- **The records**
//! Scoring use-case service.
//!
//! # Responsibility
//! - Recompute and persist importance scores (one item or all items).
//! - Answer ranking and statistics queries from persisted scores.
//!
//! # Invariants
//! - This service is the only writer of `items.importance_score`.
//! - Ranking and statistics never recompute; they scan persisted values.
//! - One item's persistence failure does not abort `recalculate_all_scores`.

use crate::model::item::{Item, ItemId};
use crate::repo::project_repo::ScoreStore;
use crate::repo::RepoResult;
use crate::scoring::engine::{compute_score, ScoreBreakdown};
use log::{debug, error, info};
use serde::Serialize;
use std::sync::Arc;
use std::time::Instant;

pub const DEFAULT_CRITICAL_MAX_QUANTITY: i64 = 5;
pub const DEFAULT_CRITICAL_LIMIT: usize = 20;
pub const DEFAULT_TOP_ITEMS_LIMIT: usize = 10;
/// Floor for the stock divisor in the criticality ratio.
const MIN_RATIO_QUANTITY: f64 = 0.1;

/// Summary of a full recomputation pass.
#[derive(Debug, Clone, PartialEq, Serialize)]
pub struct RecalculationSummary {
    pub updated: usize,
    pub errors: usize,
    /// Highest scores of this pass, descending.
    pub top_items: Vec<ScoreBreakdown>,
}

/// Low-stock item ranked by restocking urgency.
#[derive(Debug, Clone, PartialEq, Serialize)]
pub struct CriticalItem {
    pub item: Item,
    pub criticality_ratio: f64,
}

/// Fixed-bucket histogram of importance scores.
#[derive(Debug, Clone, Default, PartialEq, Eq, Serialize)]
pub struct ScoreDistribution {
    /// `s == 0`
    pub zero: usize,
    /// `0 < s <= 1`
    pub low: usize,
    /// `1 < s <= 5`
    pub medium: usize,
    /// `5 < s <= 10`
    pub high: usize,
    /// `s > 10`
    pub critical: usize,
}

impl ScoreDistribution {
    fn record(&mut self, score: f64) {
        let bucket = if score <= 0.0 {
            &mut self.zero
        } else if score <= 1.0 {
            &mut self.low
        } else if score <= 5.0 {
            &mut self.medium
        } else if score <= 10.0 {
            &mut self.high
        } else {
            &mut self.critical
        };
        *bucket += 1;
    }
}

#[derive(Debug, Clone, Default, PartialEq, Serialize)]
pub struct ScoreStatistics {
    pub count: usize,
    pub average: f64,
    pub max: f64,
    pub distribution: ScoreDistribution,
}

pub struct ScoringService {
    store: Arc<dyn ScoreStore>,
    critical_max_quantity: i64,
    critical_limit: usize,
    top_items_limit: usize,
}

impl ScoringService {
    pub fn new(store: Arc<dyn ScoreStore>) -> Self {
        Self {
            store,
            critical_max_quantity: DEFAULT_CRITICAL_MAX_QUANTITY,
            critical_limit: DEFAULT_CRITICAL_LIMIT,
            top_items_limit: DEFAULT_TOP_ITEMS_LIMIT,
        }
    }

    pub fn with_limits(
        mut self,
        critical_max_quantity: i64,
        critical_limit: usize,
        top_items_limit: usize,
    ) -> Self {
        self.critical_max_quantity = critical_max_quantity;
        self.critical_limit = critical_limit;
        self.top_items_limit = top_items_limit;
        self
    }

    pub fn critical_max_quantity(&self) -> i64 {
        self.critical_max_quantity
    }

    /// Recomputes and persists one item's score.
    ///
    /// Returns `Ok(None)` when the item does not exist.
    pub async fn recalculate_item_score(&self, item_id: ItemId) -> RepoResult<Option<ScoreBreakdown>> {
        let Some(entry) = self.store.get_item_with_active_links(item_id).await? else {
            debug!("event=score_recalculate module=scoring status=skipped item={item_id} reason=not_found");
            return Ok(None);
        };

        let breakdown = compute_score(&entry.item, &entry.links);
        self.store
            .persist_importance_score(item_id, breakdown.total_score)
            .await?;
        debug!(
            "event=score_recalculate module=scoring status=ok item={} score={} links={}",
            item_id,
            breakdown.total_score,
            entry.links.len()
        );
        Ok(Some(breakdown))
    }

    /// Recomputes and persists every item's score.
    pub async fn recalculate_all_scores(&self) -> RepoResult<RecalculationSummary> {
        let started_at = Instant::now();
        let entries = self.store.get_all_items_with_active_links().await?;

        let mut updated = 0;
        let mut errors = 0;
        let mut computed = Vec::with_capacity(entries.len());
        for entry in entries {
            let breakdown = compute_score(&entry.item, &entry.links);
            match self
                .store
                .persist_importance_score(entry.item.uuid, breakdown.total_score)
                .await
            {
                Ok(()) => {
                    updated += 1;
                    computed.push(breakdown);
                }
                Err(err) => {
                    errors += 1;
                    error!(
                        "event=score_recalculate module=scoring status=error item={} error_code={} error={}",
                        entry.item.uuid,
                        err.code(),
                        err
                    );
                }
            }
        }

        computed.sort_by(|left, right| right.total_score.total_cmp(&left.total_score));
        computed.truncate(self.top_items_limit);

        info!(
            "event=score_recalculate_all module=scoring status=ok updated={} errors={} duration_ms={}",
            updated,
            errors,
            started_at.elapsed().as_millis()
        );
        Ok(RecalculationSummary {
            updated,
            errors,
            top_items: computed,
        })
    }

    /// Items with the highest persisted scores.
    pub async fn get_top_items(&self, limit: u32) -> RepoResult<Vec<Item>> {
        self.store.list_top_items(limit).await
    }

    /// Low-stock items with a positive score, most urgent first.
    ///
    /// `None` uses the configured default quantity ceiling.
    pub async fn get_critical_items(&self, max_quantity: Option<i64>) -> RepoResult<Vec<CriticalItem>> {
        let max_quantity = max_quantity.unwrap_or(self.critical_max_quantity);
        let mut ranked = self
            .store
            .list_low_stock_scored_items(max_quantity)
            .await?
            .into_iter()
            .map(|item| CriticalItem {
                criticality_ratio: criticality_ratio(&item),
                item,
            })
            .collect::<Vec<_>>();

        ranked.sort_by(|left, right| right.criticality_ratio.total_cmp(&left.criticality_ratio));
        ranked.truncate(self.critical_limit);
        Ok(ranked)
    }

    pub async fn get_score_statistics(&self) -> RepoResult<ScoreStatistics> {
        let scores = self.store.list_importance_scores().await?;
        Ok(score_statistics(&scores))
    }
}

pub fn criticality_ratio(item: &Item) -> f64 {
    item.importance_score / (item.quantity as f64).max(MIN_RATIO_QUANTITY)
}

/// Aggregates count/average/max and the bucket histogram.
pub fn score_statistics(scores: &[f64]) -> ScoreStatistics {
    if scores.is_empty() {
        return ScoreStatistics::default();
    }

    let mut distribution = ScoreDistribution::default();
    let mut sum = 0.0;
    let mut max = f64::MIN;
    for &score in scores {
        distribution.record(score);
        sum += score;
        max = max.max(score);
    }

    ScoreStatistics {
        count: scores.len(),
        average: sum / scores.len() as f64,
        max,
        distribution,
    }
}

- **Aim of the task**
Print again the lines of the entries above that fall between the line holding "let mut updated = 0;" and the line holding "computed.push(breakdown);", inclusive, exactly as they stand.

- **Task result**
        let mut updated = 0;
        let mut errors = 0;
        let mut computed = Vec::with_capacity(entries.len());
        for entry in entries {
            let breakdown = compute_score(&entry.item, &entry.links);
            match self
                .store
                .persist_importance_score(entry.item.uuid, breakdown.total_score)
                .await
            {
                Ok(()) => {
                    updated += 1;
                    computed.push(breakdown);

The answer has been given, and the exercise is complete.